WORK TO COMPLETE
Scan the records below for the line with "filename src/lib.rs" and the line with "pub mod api;". Repeat those two lines and every line between them exactly, and nothing else.

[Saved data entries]
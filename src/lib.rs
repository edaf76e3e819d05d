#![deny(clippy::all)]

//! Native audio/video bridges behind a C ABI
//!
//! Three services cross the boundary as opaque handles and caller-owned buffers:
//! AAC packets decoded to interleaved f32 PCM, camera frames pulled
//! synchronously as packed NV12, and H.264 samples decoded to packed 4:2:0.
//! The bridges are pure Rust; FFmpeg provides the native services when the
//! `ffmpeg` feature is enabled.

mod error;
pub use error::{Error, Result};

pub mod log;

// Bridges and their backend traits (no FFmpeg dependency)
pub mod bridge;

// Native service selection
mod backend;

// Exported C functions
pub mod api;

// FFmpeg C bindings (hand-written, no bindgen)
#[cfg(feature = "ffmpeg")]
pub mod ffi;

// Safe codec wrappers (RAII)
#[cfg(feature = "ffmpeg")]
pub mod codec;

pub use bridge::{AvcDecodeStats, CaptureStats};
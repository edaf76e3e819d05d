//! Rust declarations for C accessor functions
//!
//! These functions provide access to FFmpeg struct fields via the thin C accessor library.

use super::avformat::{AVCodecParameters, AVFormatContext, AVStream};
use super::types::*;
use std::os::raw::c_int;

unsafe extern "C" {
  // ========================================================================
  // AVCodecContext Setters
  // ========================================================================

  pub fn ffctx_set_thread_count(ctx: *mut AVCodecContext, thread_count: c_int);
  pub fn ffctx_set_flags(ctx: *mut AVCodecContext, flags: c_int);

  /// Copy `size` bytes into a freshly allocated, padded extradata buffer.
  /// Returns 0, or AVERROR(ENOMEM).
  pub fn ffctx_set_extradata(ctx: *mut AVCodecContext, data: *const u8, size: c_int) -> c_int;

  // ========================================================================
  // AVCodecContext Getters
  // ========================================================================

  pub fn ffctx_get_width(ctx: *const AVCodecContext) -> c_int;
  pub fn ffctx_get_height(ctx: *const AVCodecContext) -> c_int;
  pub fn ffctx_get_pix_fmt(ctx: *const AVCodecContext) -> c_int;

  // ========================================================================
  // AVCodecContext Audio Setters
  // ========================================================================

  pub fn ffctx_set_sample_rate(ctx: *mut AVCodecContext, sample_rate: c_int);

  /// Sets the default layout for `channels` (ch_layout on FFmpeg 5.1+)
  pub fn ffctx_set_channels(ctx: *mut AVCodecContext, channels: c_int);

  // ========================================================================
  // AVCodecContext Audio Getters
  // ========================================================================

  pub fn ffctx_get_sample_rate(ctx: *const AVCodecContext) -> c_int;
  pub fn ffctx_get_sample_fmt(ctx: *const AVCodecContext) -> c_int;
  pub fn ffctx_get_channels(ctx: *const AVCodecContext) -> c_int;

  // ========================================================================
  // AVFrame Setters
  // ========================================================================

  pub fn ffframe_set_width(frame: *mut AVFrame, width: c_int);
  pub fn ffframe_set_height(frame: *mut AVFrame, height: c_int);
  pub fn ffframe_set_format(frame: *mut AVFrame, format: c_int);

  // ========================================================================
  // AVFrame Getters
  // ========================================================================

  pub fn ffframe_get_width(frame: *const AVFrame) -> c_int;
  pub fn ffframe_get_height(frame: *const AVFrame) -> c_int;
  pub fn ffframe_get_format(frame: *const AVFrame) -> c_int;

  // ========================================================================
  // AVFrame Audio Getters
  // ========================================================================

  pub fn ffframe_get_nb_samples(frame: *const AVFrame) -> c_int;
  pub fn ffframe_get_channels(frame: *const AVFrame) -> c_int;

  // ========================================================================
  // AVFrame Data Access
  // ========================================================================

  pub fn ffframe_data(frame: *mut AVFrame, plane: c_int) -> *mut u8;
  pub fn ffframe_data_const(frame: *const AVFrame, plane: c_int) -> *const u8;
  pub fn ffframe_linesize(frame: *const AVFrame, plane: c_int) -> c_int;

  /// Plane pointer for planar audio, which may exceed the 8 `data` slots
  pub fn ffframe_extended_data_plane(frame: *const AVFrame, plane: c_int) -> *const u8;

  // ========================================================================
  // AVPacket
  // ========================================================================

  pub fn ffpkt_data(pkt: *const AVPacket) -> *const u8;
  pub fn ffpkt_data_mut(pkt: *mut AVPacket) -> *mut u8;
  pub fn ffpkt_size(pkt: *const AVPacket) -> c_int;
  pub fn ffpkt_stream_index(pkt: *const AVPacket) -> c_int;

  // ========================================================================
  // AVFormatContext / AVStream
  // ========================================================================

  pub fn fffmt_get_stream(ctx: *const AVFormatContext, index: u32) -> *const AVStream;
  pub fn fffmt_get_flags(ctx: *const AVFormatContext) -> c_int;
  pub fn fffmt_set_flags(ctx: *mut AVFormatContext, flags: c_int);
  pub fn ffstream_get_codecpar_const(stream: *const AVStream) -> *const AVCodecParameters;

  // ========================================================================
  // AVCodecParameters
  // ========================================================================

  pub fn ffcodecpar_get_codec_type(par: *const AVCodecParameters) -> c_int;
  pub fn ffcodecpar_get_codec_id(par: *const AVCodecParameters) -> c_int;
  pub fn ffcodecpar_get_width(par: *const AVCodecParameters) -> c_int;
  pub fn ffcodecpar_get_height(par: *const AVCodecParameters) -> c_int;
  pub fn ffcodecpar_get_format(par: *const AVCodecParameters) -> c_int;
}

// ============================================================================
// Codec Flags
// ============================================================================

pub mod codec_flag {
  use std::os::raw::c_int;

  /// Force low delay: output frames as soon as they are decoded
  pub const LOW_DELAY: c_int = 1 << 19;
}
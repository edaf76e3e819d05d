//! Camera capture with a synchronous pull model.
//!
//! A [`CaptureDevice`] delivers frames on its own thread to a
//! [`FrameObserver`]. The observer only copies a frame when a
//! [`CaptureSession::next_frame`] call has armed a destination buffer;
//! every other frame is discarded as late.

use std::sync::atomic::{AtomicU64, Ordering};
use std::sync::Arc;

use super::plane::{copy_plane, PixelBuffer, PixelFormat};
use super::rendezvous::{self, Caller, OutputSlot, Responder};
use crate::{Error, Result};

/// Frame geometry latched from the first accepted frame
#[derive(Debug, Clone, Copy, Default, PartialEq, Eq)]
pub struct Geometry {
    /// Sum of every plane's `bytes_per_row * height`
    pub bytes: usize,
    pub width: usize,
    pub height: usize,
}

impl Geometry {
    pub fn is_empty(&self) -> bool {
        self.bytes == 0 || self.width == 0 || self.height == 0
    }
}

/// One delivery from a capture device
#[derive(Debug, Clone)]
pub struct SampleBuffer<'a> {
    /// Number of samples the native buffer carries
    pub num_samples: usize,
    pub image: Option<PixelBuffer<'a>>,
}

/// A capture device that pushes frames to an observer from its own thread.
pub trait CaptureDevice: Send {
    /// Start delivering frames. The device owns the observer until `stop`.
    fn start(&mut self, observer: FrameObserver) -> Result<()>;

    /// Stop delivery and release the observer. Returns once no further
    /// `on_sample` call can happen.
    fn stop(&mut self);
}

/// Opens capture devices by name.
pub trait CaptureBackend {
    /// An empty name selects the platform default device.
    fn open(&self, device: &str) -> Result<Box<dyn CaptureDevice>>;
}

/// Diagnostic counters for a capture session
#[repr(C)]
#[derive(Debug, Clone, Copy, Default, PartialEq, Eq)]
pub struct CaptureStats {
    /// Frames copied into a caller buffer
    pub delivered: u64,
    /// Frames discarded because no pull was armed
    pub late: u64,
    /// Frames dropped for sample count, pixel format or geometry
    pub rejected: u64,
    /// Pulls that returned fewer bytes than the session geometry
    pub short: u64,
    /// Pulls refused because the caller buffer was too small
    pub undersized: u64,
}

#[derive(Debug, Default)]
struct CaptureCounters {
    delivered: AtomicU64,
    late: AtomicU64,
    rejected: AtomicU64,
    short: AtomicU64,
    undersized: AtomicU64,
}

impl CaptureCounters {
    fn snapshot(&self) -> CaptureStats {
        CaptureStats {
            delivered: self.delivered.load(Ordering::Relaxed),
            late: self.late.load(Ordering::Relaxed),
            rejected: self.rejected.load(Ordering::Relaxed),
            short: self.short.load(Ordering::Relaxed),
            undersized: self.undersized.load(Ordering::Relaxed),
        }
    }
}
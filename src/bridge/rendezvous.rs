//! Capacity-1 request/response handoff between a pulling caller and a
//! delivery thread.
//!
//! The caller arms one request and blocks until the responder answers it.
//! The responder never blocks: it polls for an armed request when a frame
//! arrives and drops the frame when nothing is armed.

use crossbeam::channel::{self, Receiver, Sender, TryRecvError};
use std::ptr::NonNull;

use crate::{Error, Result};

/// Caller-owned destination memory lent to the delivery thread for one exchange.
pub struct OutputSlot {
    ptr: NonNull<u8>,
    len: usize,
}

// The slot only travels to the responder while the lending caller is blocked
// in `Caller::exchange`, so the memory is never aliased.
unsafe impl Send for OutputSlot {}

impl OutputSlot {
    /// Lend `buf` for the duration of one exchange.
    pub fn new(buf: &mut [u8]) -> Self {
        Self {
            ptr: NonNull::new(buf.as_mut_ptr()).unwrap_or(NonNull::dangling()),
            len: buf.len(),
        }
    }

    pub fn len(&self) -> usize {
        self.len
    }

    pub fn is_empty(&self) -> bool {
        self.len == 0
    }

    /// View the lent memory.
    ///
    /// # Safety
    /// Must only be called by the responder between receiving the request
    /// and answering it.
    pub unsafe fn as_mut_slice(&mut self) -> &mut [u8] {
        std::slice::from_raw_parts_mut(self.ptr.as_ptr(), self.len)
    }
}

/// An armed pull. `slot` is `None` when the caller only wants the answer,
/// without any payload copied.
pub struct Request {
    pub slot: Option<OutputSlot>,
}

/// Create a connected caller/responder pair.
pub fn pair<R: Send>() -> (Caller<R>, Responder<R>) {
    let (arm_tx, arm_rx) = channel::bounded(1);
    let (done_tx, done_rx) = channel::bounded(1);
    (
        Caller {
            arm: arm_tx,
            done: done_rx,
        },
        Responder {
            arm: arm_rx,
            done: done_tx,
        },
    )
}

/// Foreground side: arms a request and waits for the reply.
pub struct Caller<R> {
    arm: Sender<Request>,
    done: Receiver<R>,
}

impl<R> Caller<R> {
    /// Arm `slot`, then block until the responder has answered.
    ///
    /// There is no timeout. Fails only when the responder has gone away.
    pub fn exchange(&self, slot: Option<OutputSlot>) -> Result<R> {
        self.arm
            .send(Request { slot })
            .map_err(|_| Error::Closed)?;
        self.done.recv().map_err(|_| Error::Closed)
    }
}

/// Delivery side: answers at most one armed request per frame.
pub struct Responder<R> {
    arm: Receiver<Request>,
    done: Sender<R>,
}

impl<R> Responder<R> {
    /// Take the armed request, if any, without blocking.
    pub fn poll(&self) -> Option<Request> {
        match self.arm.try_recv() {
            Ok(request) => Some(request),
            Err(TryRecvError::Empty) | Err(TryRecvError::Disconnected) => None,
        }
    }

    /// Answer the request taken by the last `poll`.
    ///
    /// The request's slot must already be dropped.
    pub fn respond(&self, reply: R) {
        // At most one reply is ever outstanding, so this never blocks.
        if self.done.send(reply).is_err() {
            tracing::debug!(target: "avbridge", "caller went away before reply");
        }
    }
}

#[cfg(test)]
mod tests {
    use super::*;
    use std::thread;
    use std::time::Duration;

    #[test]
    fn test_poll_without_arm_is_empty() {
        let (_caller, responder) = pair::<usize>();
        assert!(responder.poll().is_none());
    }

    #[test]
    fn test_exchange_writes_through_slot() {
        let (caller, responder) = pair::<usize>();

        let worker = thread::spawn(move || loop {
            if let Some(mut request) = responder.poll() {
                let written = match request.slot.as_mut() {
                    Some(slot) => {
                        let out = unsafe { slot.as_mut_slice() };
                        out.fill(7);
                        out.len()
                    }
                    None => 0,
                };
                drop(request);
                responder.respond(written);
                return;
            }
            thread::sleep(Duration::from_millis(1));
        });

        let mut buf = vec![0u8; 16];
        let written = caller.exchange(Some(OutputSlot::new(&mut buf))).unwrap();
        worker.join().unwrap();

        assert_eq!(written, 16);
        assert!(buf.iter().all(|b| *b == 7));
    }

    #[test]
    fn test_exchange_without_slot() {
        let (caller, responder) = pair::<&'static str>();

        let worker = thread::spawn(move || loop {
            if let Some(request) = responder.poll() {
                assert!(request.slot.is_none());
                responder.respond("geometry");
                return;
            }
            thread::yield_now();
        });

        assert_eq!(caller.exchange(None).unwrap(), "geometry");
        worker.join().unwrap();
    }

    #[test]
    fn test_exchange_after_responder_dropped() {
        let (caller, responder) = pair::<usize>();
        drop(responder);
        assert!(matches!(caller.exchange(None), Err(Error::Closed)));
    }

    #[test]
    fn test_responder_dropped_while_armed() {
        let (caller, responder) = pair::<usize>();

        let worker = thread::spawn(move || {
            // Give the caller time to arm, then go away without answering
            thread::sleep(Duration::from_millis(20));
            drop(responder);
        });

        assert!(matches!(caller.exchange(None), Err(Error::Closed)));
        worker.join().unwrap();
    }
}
...
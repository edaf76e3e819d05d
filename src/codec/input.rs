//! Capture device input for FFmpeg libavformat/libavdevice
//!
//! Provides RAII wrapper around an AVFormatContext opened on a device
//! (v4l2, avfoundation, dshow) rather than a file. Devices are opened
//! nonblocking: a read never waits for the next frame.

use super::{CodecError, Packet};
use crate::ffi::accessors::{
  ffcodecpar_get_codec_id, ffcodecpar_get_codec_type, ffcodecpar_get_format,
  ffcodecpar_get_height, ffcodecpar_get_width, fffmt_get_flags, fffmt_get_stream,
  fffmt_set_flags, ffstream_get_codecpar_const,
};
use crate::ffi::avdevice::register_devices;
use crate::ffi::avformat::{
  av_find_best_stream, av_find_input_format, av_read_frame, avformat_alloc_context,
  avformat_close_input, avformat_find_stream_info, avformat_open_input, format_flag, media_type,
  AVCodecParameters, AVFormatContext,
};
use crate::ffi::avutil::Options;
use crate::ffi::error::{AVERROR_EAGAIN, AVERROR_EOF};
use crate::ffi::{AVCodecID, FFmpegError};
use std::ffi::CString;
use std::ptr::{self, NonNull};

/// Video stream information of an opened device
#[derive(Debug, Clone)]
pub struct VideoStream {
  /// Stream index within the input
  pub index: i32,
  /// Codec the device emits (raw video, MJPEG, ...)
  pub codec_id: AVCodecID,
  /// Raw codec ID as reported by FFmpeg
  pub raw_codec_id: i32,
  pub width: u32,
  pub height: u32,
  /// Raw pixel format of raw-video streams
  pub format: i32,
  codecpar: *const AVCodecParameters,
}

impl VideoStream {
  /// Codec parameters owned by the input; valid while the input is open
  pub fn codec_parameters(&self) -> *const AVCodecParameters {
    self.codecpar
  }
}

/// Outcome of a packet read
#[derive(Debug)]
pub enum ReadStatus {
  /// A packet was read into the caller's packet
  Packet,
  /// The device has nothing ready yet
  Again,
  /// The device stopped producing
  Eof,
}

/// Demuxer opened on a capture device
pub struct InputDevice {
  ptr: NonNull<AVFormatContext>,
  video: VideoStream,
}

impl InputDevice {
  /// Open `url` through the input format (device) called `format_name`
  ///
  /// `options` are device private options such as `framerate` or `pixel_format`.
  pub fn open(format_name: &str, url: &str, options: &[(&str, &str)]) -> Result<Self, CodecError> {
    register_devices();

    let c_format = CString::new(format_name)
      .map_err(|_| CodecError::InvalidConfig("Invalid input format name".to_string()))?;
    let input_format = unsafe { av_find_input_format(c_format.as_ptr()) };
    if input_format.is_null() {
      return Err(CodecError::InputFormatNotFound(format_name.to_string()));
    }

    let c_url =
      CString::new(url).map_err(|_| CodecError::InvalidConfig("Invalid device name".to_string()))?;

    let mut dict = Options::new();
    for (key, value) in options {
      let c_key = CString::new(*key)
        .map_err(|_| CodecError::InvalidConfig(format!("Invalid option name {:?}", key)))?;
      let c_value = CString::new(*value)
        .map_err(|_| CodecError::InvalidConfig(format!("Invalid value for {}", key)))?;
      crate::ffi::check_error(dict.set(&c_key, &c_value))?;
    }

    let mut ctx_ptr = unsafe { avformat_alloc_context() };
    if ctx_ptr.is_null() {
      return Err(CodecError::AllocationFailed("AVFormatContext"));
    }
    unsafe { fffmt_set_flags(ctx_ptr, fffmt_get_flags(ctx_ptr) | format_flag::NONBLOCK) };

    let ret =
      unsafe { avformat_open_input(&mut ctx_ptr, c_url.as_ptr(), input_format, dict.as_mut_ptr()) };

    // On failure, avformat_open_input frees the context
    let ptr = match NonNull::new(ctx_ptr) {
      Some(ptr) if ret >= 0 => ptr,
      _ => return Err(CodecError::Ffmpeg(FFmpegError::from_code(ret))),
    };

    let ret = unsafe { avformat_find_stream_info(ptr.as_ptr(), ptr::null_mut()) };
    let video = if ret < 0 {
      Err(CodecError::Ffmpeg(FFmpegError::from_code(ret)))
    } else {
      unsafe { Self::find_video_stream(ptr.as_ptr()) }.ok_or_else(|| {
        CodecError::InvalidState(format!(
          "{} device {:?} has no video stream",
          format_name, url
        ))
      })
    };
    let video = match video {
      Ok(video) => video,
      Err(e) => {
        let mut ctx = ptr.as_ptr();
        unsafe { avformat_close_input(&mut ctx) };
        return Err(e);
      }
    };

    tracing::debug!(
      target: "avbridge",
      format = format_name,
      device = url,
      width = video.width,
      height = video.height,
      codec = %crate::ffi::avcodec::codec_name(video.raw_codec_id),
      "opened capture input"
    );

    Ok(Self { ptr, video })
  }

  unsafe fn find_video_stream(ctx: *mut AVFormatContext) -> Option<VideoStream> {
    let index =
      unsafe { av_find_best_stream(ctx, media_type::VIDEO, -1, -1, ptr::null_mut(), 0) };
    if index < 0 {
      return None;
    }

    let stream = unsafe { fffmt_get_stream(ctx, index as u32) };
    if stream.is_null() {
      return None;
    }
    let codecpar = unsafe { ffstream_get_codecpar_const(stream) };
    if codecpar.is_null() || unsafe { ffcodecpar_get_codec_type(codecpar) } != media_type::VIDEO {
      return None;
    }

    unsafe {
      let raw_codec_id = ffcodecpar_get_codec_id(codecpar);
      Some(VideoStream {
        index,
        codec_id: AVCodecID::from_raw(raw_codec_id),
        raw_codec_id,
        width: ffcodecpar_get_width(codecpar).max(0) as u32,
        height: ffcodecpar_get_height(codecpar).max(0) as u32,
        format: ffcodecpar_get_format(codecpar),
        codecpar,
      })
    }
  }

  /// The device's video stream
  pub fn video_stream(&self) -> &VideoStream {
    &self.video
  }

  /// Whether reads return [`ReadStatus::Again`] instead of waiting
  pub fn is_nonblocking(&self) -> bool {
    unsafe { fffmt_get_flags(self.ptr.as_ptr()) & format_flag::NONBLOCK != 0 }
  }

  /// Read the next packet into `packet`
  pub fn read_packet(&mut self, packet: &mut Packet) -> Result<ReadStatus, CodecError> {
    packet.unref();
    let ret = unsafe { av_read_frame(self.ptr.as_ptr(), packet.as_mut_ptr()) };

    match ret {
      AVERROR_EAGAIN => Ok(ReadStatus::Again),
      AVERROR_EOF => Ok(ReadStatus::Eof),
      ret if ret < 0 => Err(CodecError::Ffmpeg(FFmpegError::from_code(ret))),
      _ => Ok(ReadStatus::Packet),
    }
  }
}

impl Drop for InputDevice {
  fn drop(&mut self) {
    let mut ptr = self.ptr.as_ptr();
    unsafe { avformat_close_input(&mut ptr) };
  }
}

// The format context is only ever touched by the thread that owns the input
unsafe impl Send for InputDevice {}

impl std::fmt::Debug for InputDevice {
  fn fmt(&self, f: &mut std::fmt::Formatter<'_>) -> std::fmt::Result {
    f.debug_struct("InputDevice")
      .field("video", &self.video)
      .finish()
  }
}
...
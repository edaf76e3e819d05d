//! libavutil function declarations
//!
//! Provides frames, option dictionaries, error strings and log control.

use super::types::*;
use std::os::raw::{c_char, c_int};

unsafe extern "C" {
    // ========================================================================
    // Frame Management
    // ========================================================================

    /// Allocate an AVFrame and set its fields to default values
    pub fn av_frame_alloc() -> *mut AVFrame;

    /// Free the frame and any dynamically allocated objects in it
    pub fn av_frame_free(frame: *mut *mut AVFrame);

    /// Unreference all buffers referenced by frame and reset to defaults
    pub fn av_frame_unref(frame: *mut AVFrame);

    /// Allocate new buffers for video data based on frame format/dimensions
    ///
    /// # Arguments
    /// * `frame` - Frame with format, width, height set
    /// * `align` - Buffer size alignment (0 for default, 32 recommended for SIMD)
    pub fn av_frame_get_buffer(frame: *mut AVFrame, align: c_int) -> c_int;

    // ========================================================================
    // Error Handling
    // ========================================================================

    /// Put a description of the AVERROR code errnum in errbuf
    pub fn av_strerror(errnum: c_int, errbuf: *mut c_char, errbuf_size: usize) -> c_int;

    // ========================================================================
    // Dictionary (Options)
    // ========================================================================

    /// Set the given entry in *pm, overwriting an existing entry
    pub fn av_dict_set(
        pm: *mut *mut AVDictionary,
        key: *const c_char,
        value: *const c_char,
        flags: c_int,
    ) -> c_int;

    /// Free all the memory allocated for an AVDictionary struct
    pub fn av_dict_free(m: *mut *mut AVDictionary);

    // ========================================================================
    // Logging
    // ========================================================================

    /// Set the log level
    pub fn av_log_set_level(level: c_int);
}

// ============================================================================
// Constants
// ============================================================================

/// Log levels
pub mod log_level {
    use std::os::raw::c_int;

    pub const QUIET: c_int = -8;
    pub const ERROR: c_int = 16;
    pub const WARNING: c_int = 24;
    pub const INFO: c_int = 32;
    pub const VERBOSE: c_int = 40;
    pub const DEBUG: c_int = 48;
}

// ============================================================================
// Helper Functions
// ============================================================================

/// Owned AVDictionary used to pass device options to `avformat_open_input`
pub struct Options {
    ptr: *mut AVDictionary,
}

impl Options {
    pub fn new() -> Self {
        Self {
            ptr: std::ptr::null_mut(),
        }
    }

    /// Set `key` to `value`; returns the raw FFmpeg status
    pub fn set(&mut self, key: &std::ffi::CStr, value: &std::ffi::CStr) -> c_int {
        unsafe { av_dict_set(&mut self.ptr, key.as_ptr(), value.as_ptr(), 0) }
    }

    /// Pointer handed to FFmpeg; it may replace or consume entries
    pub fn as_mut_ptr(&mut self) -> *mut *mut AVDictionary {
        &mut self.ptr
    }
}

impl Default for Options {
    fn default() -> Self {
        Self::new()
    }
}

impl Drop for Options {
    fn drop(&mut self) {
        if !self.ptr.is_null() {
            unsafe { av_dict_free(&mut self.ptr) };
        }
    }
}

SOLUTION FOR THIS EXERCISE
filename src/lib.rs
repository edaf76e3e819d05d
#![deny(clippy::all)]

//! Native audio/video bridges behind a C ABI
//!
//! Three services cross the boundary as opaque handles and caller-owned buffers:
//! AAC packets decoded to interleaved f32 PCM, camera frames pulled
//! synchronously as packed NV12, and H.264 samples decoded to packed 4:2:0.
//! The bridges are pure Rust; FFmpeg provides the native services when the
//! `ffmpeg` feature is enabled.

mod error;
pub use error::{Error, Result};

pub mod log;

// Bridges and their backend traits (no FFmpeg dependency)
pub mod bridge;

// Native service selection
mod backend;

// Exported C functions
pub mod api;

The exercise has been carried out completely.